* _REQUIRED ACTION_
Only the lines from the top of the material through the line containing "of the font." should be restated, each one exactly.

* _SUPPLIED MATERIAL_

|---|

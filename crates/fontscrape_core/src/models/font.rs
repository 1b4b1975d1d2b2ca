//! Font records.

use std::collections::BTreeSet;
use std::hash::{Hash, Hasher};
use std::path::{Path, PathBuf};

use serde::Serialize;

/// Name strings read from a font file's `name` table.
#[derive(Debug, Clone, PartialEq, Eq, Default)]
pub struct FontMetadata {
    /// Best family name (e.g., "Arial").
    pub family: String,
    /// Best subfamily name as written in the font (e.g., "Bold Italic").
    pub subfamily_raw: String,
    /// Best full name (e.g., "Arial Bold Italic").
    pub full_name: String,
}

impl FontMetadata {
    /// Create metadata from the three name strings.
    pub fn new(
        family: impl Into<String>,
        subfamily_raw: impl Into<String>,
        full_name: impl Into<String>,
    ) -> Self {
        Self {
            family: family.into(),
            subfamily_raw: subfamily_raw.into(),
            full_name: full_name.into(),
        }
    }
}

/// A single font file in the library.
///
/// Identity is the file path: two `Font`s are equal, and hash the same,
/// exactly when their paths are equal.
#[derive(Debug, Clone, Serialize)]
pub struct Font {
    /// Font family.
    pub family: String,
    /// Lowercase subfamily tokens (e.g., `{"bold", "italic"}`).
    pub subfamily: BTreeSet<String>,
    /// Full name of the font.
    pub full_name: String,
    /// Location of the font file.
    pub path: PathBuf,
}

impl Font {
    /// Create a font record from provider metadata.
    ///
    /// The raw subfamily is lowercased and split on whitespace.
    pub fn from_metadata(metadata: FontMetadata, path: impl Into<PathBuf>) -> Self {
        let subfamily = metadata
            .subfamily_raw
            .split_whitespace()
            .map(str::to_lowercase)
            .collect();
        Self {
            family: metadata.family,
            subfamily,
            full_name: metadata.full_name,
            path: path.into(),
        }
    }

    /// Get the font file path.
    pub fn path(&self) -> &Path {
        &self.path
    }

    /// Human-readable subfamily list for log output.
    pub fn subfamily_display(&self) -> String {
        if self.subfamily.is_empty() {
            "None".to_string()
        } else {
            self.subfamily
                .iter()
                .map(String::as_str)
                .collect::<Vec<_>>()
                .join(", ")
        }
    }
}

impl PartialEq for Font {
    fn eq(&self, other: &Self) -> bool {
        self.path == other.path
    }
}

impl Eq for Font {}

impl Hash for Font {
    fn hash<H: Hasher>(&self, state: &mut H) {
        self.path.hash(state);
    }
}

|---|

* _ANSWER FOR THE TASK_
filename crates/fontscrape_core/src/models/font.rs
repository 1b4b1975d1d2b2ca
//! Font records.

use std::collections::BTreeSet;
use std::hash::{Hash, Hasher};
use std::path::{Path, PathBuf};

use serde::Serialize;

/// Name strings read from a font file's `name` table.
#[derive(Debug, Clone, PartialEq, Eq, Default)]
pub struct FontMetadata {
    /// Best family name (e.g., "Arial").
    pub family: String,
    /// Best subfamily name as written in the font (e.g., "Bold Italic").
    pub subfamily_raw: String,
    /// Best full name (e.g., "Arial Bold Italic").
    pub full_name: String,
}

impl FontMetadata {
    /// Create metadata from the three name strings.
    pub fn new(
        family: impl Into<String>,
        subfamily_raw: impl Into<String>,
        full_name: impl Into<String>,
    ) -> Self {
        Self {
            family: family.into(),
            subfamily_raw: subfamily_raw.into(),
            full_name: full_name.into(),
        }
    }
}

/// A single font file in the library.
///
/// Identity is the file path: two `Font`s are equal, and hash the same,
/// exactly when their paths are equal.
#[derive(Debug, Clone, Serialize)]
pub struct Font {
    /// Font family.
    pub family: String,
    /// Lowercase subfamily tokens (e.g., `{"bold", "italic"}`).
    pub subfamily: BTreeSet<String>,
    /// Full name of the font.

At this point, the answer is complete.